La leucemia mieloide aguda (LMA) comprende distintos subgrupos caracterizados por alteraciones genéticas somáticas únicas.  Las variantes raras de la línea germinal en los factores de transcripción y otros genes que regulan la diferenciación y proliferación de las células hematopoyéticas tienen una alta penetración en la LMA.

Aunque tales variantes demuestran un papel de la genética en la susceptibilidad a la patología, son raras y no contribuyen de forma importante a la carga de la enfermedad en la población.

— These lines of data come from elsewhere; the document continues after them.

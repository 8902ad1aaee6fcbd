//! Reducer actions, side-effect intents, and transition logic for the desktop session.

use desktop_app_chat::{ChatState, PersonaContext};
use desktop_app_games::{GameKind, GamesState, RpsChoice, StrokeSegment};
use platform_host::{ReplyError, ReplyRequest, ReplyResponse};
use rand::Rng;
use thiserror::Error;

use crate::{
    model::{AppKind, AppState, AvatarRef, DesktopState, UserProfile, WindowId, WindowPosition},
    window_manager::WindowManager,
};

#[derive(Debug, Clone, PartialEq)]
/// Actions accepted by [`reduce_desktop`] to mutate [`DesktopState`].
pub enum DesktopAction {
    /// Open a new window of the given kind.
    OpenWindow {
        /// Application hosted by the window.
        app_kind: AppKind,
    },
    /// Close a window by id, discarding its state.
    CloseWindow {
        /// Window to close.
        window_id: WindowId,
    },
    /// Focus (and raise) a window by id.
    FocusWindow {
        /// Window to focus.
        window_id: WindowId,
    },
    /// Move a window to a new desktop position.
    MoveWindow {
        /// Window to move.
        window_id: WindowId,
        /// New top-left position.
        position: WindowPosition,
    },
    /// Store the validated onboarding profile.
    CompleteOnboarding {
        /// Profile produced by onboarding.
        profile: UserProfile,
    },
    /// Attach a captured avatar to the profile.
    SetAvatar {
        /// Avatar reference from the capture flow.
        avatar: AvatarRef,
    },
    /// Forget the profile, close all windows, and reset the session score.
    Logout,
    /// Switch the game shown in a games window.
    SelectGame {
        /// Games window.
        window_id: WindowId,
        /// Game to show.
        game: GameKind,
    },
    /// Play one RPS round against a random opponent.
    PlayRps {
        /// Games window.
        window_id: WindowId,
        /// User's move.
        choice: RpsChoice,
    },
    /// Clear the last RPS result (the score is kept).
    ResetRps {
        /// Games window.
        window_id: WindowId,
    },
    /// Start a new doodle round with a random word.
    StartDoodleRound {
        /// Games window.
        window_id: WindowId,
    },
    /// Append a stroke segment to the current doodle.
    AddDoodleStroke {
        /// Games window.
        window_id: WindowId,
        /// Segment drawn by the user.
        segment: StrokeSegment,
    },
    /// Erase the current doodle.
    ClearDoodle {
        /// Games window.
        window_id: WindowId,
    },
    /// Submit the current doodle for guessing.
    SubmitDoodleGuess {
        /// Games window.
        window_id: WindowId,
    },
    /// Optimistically append a user message and request a reply.
    BeginChatSend {
        /// Chat window.
        window_id: WindowId,
        /// Contact the thread belongs to.
        contact_id: String,
        /// Message text.
        text: String,
        /// Message time in unix milliseconds.
        now_ms: u64,
    },
    /// Resolve an in-flight chat send with the collaborator outcome.
    CompleteChatSend {
        /// Chat window.
        window_id: WindowId,
        /// Contact the thread belongs to.
        contact_id: String,
        /// Reply or failure from the collaborator.
        outcome: Result<ReplyResponse, ReplyError>,
        /// Reply time in unix milliseconds.
        now_ms: u64,
    },
}

#[derive(Debug, Clone, PartialEq)]
/// Side-effect intents emitted by [`reduce_desktop`] for the effect executor to perform.
pub enum RuntimeEffect {
    /// Write the profile record.
    PersistProfile(UserProfile),
    /// Delete the profile record.
    ClearProfile,
    /// Ask the reply collaborator for the next message of a thread.
    RequestReply {
        /// Chat window that owns the thread.
        window_id: WindowId,
        /// Contact the thread belongs to.
        contact_id: String,
        /// Persona and history to send.
        request: ReplyRequest,
    },
}

#[derive(Debug, Error, Clone, PartialEq, Eq)]
/// Reasons an action was rejected. A rejected action never changes state.
pub enum ReducerError {
    /// The target window id was not found in the current state.
    #[error("window not found")]
    WindowNotFound,
    /// The configured cap on open windows is reached.
    #[error("window limit of {limit} reached")]
    WindowLimitReached {
        /// Configured cap.
        limit: usize,
    },
    /// The target window hosts a different app.
    #[error("window hosts {actual:?}, expected {expected:?}")]
    WrongAppKind {
        /// Kind the action needs.
        expected: AppKind,
        /// Kind the window actually hosts.
        actual: AppKind,
    },
    /// Onboarding already completed for this session.
    #[error("profile already onboarded")]
    AlreadyOnboarded,
    /// The action needs an onboarded profile.
    #[error("no onboarded profile")]
    NotOnboarded,
    /// Chat text was blank or the thread already has a reply in flight.
    #[error("chat send rejected")]
    SendRejected,
    /// No send is in flight for the thread being completed.
    #[error("no reply pending for thread")]
    NoPendingReply,
    /// The doodle is not in a phase that accepts this action.
    #[error("doodle is not drawing")]
    DoodleNotDrawing,
}

/// Applies a [`DesktopAction`] to the session state and collects resulting side effects.
///
/// This function is the authoritative state transition engine for the session. It performs no
/// I/O; randomness comes from `rng`.
///
/// # Errors
///
/// Returns a [`ReducerError`] describing why the action was rejected. State is unchanged in that
/// case.
pub fn reduce_desktop<R: Rng + ?Sized>(
    state: &mut DesktopState,
    rng: &mut R,
    action: DesktopAction,
) -> Result<Vec<RuntimeEffect>, ReducerError> {
    let mut effects = Vec::new();
    match action {
        DesktopAction::OpenWindow { app_kind } => {
            if let Some(limit) = state.window_limit {
                if state.windows.len() >= limit {
                    return Err(ReducerError::WindowLimitReached { limit });
                }
            }
            state.windows.open(app_kind);
        }
        DesktopAction::CloseWindow { window_id } => {
            if !state.windows.close(window_id) {
                return Err(ReducerError::WindowNotFound);
            }
        }
        DesktopAction::FocusWindow { window_id } => {
            if !state.windows.focus(window_id) {
                return Err(ReducerError::WindowNotFound);
            }
        }
        DesktopAction::MoveWindow {
            window_id,
            position,
        } => {
            if !state.windows.move_to(window_id, position) {
                return Err(ReducerError::WindowNotFound);
            }
        }
        DesktopAction::CompleteOnboarding { profile } => {
            if !state.profile.complete_onboarding(profile.clone()) {
                return Err(ReducerError::AlreadyOnboarded);
            }
            effects.push(RuntimeEffect::PersistProfile(profile));
        }
        DesktopAction::SetAvatar { avatar } => {
            let profile = state
                .profile
                .set_avatar(avatar)
                .ok_or(ReducerError::NotOnboarded)?;
            effects.push(RuntimeEffect::PersistProfile(profile.clone()));
        }
        DesktopAction::Logout => {
            state.profile.clear();
            state.windows.close_all();
            state.rps_score = Default::default();
            effects.push(RuntimeEffect::ClearProfile);
        }
        DesktopAction::SelectGame { window_id, game } => {
            games_mut(state, window_id)?.selected = game;
        }
        DesktopAction::PlayRps { window_id, choice } => {
            let DesktopState {
                windows, rps_score, ..
            } = state;
            let games = games_in(windows, window_id)?;
            games.selected = GameKind::RockPaperScissors;
            games.rps.play(choice, rng, rps_score);
        }
        DesktopAction::ResetRps { window_id } => {
            games_mut(state, window_id)?.rps.reset();
        }
        DesktopAction::StartDoodleRound { window_id } => {
            let games = games_mut(state, window_id)?;
            games.selected = GameKind::Doodle;
            games.doodle.start_round(rng);
        }
        DesktopAction::AddDoodleStroke { window_id, segment } => {
            if !games_mut(state, window_id)?.doodle.add_stroke(segment) {
                return Err(ReducerError::DoodleNotDrawing);
            }
        }
        DesktopAction::ClearDoodle { window_id } => {
            games_mut(state, window_id)?.doodle.clear();
        }
        DesktopAction::SubmitDoodleGuess { window_id } => {
            games_mut(state, window_id)?
                .doodle
                .submit_guess()
                .ok_or(ReducerError::DoodleNotDrawing)?;
        }
        DesktopAction::BeginChatSend {
            window_id,
            contact_id,
            text,
            now_ms,
        } => {
            let persona = persona_context(state);
            let request = chat_mut(state, window_id)?
                .begin_send(&contact_id, &text, &persona, now_ms)
                .ok_or(ReducerError::SendRejected)?;
            effects.push(RuntimeEffect::RequestReply {
                window_id,
                contact_id: contact_id.trim().to_string(),
                request,
            });
        }
        DesktopAction::CompleteChatSend {
            window_id,
            contact_id,
            outcome,
            now_ms,
        } => {
            chat_mut(state, window_id)?
                .complete_send(&contact_id, outcome, now_ms)
                .ok_or(ReducerError::NoPendingReply)?;
        }
    }

    Ok(effects)
}

fn persona_context(state: &DesktopState) -> PersonaContext {
    let profile = state.profile.get();
    PersonaContext {
        user_name: profile.map(|p| p.name().to_string()),
        timezone: profile.map(|p| p.timezone().to_string()),
    }
}

fn app_state_in(
    windows: &mut WindowManager,
    window_id: WindowId,
) -> Result<&mut AppState, ReducerError> {
    windows
        .app_state_mut(window_id)
        .ok_or(ReducerError::WindowNotFound)
}

fn games_in(
    windows: &mut WindowManager,
    window_id: WindowId,
) -> Result<&mut GamesState, ReducerError> {
    match app_state_in(windows, window_id)? {
        AppState::Games(games) => Ok(games),
        other => Err(ReducerError::WrongAppKind {
            expected: AppKind::Games,
            actual: other.app_kind(),
        }),
    }
}

fn games_mut(
    state: &mut DesktopState,
    window_id: WindowId,
) -> Result<&mut GamesState, ReducerError> {
    games_in(&mut state.windows, window_id)
}

fn chat_mut(
    state: &mut DesktopState,
    window_id: WindowId,
) -> Result<&mut ChatState, ReducerError> {
    match app_state_in(&mut state.windows, window_id)? {
        AppState::Chat(chat) => Ok(chat),
        other => Err(ReducerError::WrongAppKind {
            expected: AppKind::Chat,
            actual: other.app_kind(),
        }),
    }
}
//! Network implementations of [`platform_host`] service contracts.
//!
//! The only network-facing service of the desktop session is the chat reply collaborator.
//! [`HttpReplyService`] speaks the OpenAI-compatible `chat/completions` wire format and maps every
//! failure shape onto [`platform_host::ReplyError`].

#![warn(missing_docs, rustdoc::broken_intra_doc_links)]

pub mod config;
pub mod reply;

pub use config::{
    ReplyEndpointConfig, DEFAULT_REPLY_ENDPOINT, DEFAULT_REPLY_MODEL, REPLY_API_KEY_ENV,
    REPLY_ENDPOINT_ENV, REPLY_MODEL_ENV,
};
pub use reply::HttpReplyService;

Un modesto aumento del riesgo de malignidad mieloide para los familiares de primer grado de pacientes con LMA no familiar apoya aún más el papel de la genética en la susceptibilidad a la enfermedad, que en la mayoría de los casos está probablemente determinada por la co-inherencia de variantes comunes de baja penetrancia, en consonancia con el modelo multigénico para las enfermedades humanas complejas. 

Investigadores de la Universidad de Newcastle comprobaron que la variación en ciertos genes determinan el riesgo de desarrollar LMA. Para sustentar su hipótesis inicial, el equipo comparó la secuencia genética de 4018 pacientes con la enfermedad versus 10488 pacientes sanos. En el estudio identificaron  un locus de riesgo significativo en todo el genoma para la LMA en 11q13.2 (rs4930561; P = 2,15 × 10-8; KMT5B). También descubrieron un locus de riesgo significativo para el subgrupo de LMA citogenéticamente normal (N = 1287) en 6p21.32 (rs3916765; P = 1,51 × 10-10; HLA).

En resumen, este estudio identifica alelos de susceptibilidad comunes en cuatro localizaciones genómicas que modifican el riesgo de LMA, con evidencia de loci de riesgo que refleja la existencia de múltiples vías etiológicas para el desarrollo de la enfermedad.